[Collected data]
◆ ◆ ◆ ◆ ◆ ◆ ◆

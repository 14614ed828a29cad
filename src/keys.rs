//! Key naming for model collections.
//!
//! Every key belonging to a model starts with the model namespace:
//!
//! - `<namespace>:id` holds the identifier collection,
//! - `<namespace>:idx:<field>:<value>` holds the ids whose `field` equals `value`,
//! - `<namespace>:uni:<field>` maps values of a unique field to their owning id.

use serde::{Deserialize, Serialize};

use crate::error::{KvWhereError, Result};

/// Segments used to build model keys.
#[derive(Debug, Clone, PartialEq, Eq, Serialize, Deserialize)]
#[serde(default)]
pub struct KeyLayout {
    /// Separator placed between key segments.
    pub separator: String,

    /// Segment naming the identifier collection.
    pub id_segment: String,

    /// Segment prefixing per-value index collections.
    pub index_segment: String,

    /// Segment prefixing unique-field maps.
    pub unique_segment: String,
}

impl Default for KeyLayout {
    fn default() -> Self {
        KeyLayout {
            separator: ":".to_string(),
            id_segment: "id".to_string(),
            index_segment: "idx".to_string(),
            unique_segment: "uni".to_string(),
        }
    }
}

impl KeyLayout {
    /// Key of the identifier collection of `namespace`.
    pub fn id_key(&self, namespace: &str) -> String {
        self.join(&[namespace, self.id_segment.as_str()])
    }

    /// Key of the index collection for `field == value`.
    pub fn index_key(&self, namespace: &str, field: &str, value: &str) -> String {
        self.join(&[namespace, self.index_segment.as_str(), field, value])
    }

    /// Key of the unique-value map of `field`.
    pub fn unique_key(&self, namespace: &str, field: &str) -> String {
        self.join(&[namespace, self.unique_segment.as_str(), field])
    }

    /// Check that every segment is usable and the three collection
    /// segments are distinct.
    pub fn validate(&self) -> Result<()> {
        if self.separator.is_empty() {
            return Err(KvWhereError::config("key separator must not be empty"));
        }

        let segments = [
            ("id_segment", &self.id_segment),
            ("index_segment", &self.index_segment),
            ("unique_segment", &self.unique_segment),
        ];
        for (name, segment) in segments {
            if segment.is_empty() {
                return Err(KvWhereError::config(format!("{name} must not be empty")));
            }
            if segment.contains(self.separator.as_str()) {
                return Err(KvWhereError::config(format!(
                    "{name} '{segment}' contains the separator '{}'",
                    self.separator
                )));
            }
        }

        if self.id_segment == self.index_segment
            || self.id_segment == self.unique_segment
            || self.index_segment == self.unique_segment
        {
            return Err(KvWhereError::config("key segments must be distinct"));
        }

        Ok(())
    }

    fn join(&self, parts: &[&str]) -> String {
        parts.join(self.separator.as_str())
    }
}

/// Key of the index collection for `field == value` under the default layout.
pub fn index_key(namespace: &str, field: &str, value: &str) -> String {
    KeyLayout::default().index_key(namespace, field, value)
}
//! Term resolution for disjunctive single-field queries.

pub mod accumulator;
pub mod resolver;
pub mod term;

pub use self::accumulator::Accumulator;
pub use self::resolver::{FieldStrategy, Resolution, Resolver, resolve};
pub use self::term::{Term, TermKind};
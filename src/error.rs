//! Error types for the kvwhere library.
//!
//! All failures surfaced by the library are represented by the [`KvWhereError`]
//! enum. Missing identifiers, missing unique-map entries and dangling key
//! references are *not* errors: the resolver treats them as absent data.
//!
//! # Examples
//!
//! ```
//! use kvwhere::error::{KvWhereError, Result};
//!
//! fn example_operation() -> Result<()> {
//!     Err(KvWhereError::config("separator must not be empty"))
//! }
//!
//! match example_operation() {
//!     Ok(_) => println!("Success"),
//!     Err(e) => eprintln!("Error: {}", e),
//! }
//! ```

use std::io;

use thiserror::Error;

use crate::storage::KeyType;

/// The main error type for kvwhere operations.
#[derive(Error, Debug)]
pub enum KvWhereError {
    /// I/O errors (loading configuration or snapshots from disk).
    #[error("I/O error: {0}")]
    Io(#[from] io::Error),

    /// Storage-related errors.
    #[error("Storage error: {0}")]
    Storage(String),

    /// A key holds a value of a different type than the operation expects.
    #[error("Wrong type for key '{key}': expected {expected}, found {found}")]
    WrongType {
        key: String,
        expected: KeyType,
        found: KeyType,
    },

    /// Configuration errors.
    #[error("Configuration error: {0}")]
    Config(String),

    /// JSON serialization/deserialization errors.
    #[error("JSON error: {0}")]
    Json(#[from] serde_json::Error),

    /// An argument was rejected before reaching the store.
    #[error("Invalid argument: {0}")]
    InvalidArgument(String),
}

/// Result type alias for operations that may fail with KvWhereError.
pub type Result<T> = std::result::Result<T, KvWhereError>;

impl KvWhereError {
    /// Create a new storage error.
    pub fn storage<S: Into<String>>(msg: S) -> Self {
        KvWhereError::Storage(msg.into())
    }

    /// Create a new wrong-type error for `key`.
    pub fn wrong_type<S: Into<String>>(key: S, expected: KeyType, found: KeyType) -> Self {
        KvWhereError::WrongType {
            key: key.into(),
            expected,
            found,
        }
    }

    /// Create a new configuration error.
    pub fn config<S: Into<String>>(msg: S) -> Self {
        KvWhereError::Config(msg.into())
    }

    /// Create a new invalid argument error.
    pub fn invalid_argument<S: Into<String>>(msg: S) -> Self {
        KvWhereError::InvalidArgument(msg.into())
    }
}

◆ ◆ ◆ ◆ ◆ ◆ ◆

Work required:
In the records above, count the lines holding the word "WrongType"; give only that number.

Answer to the exercise:
2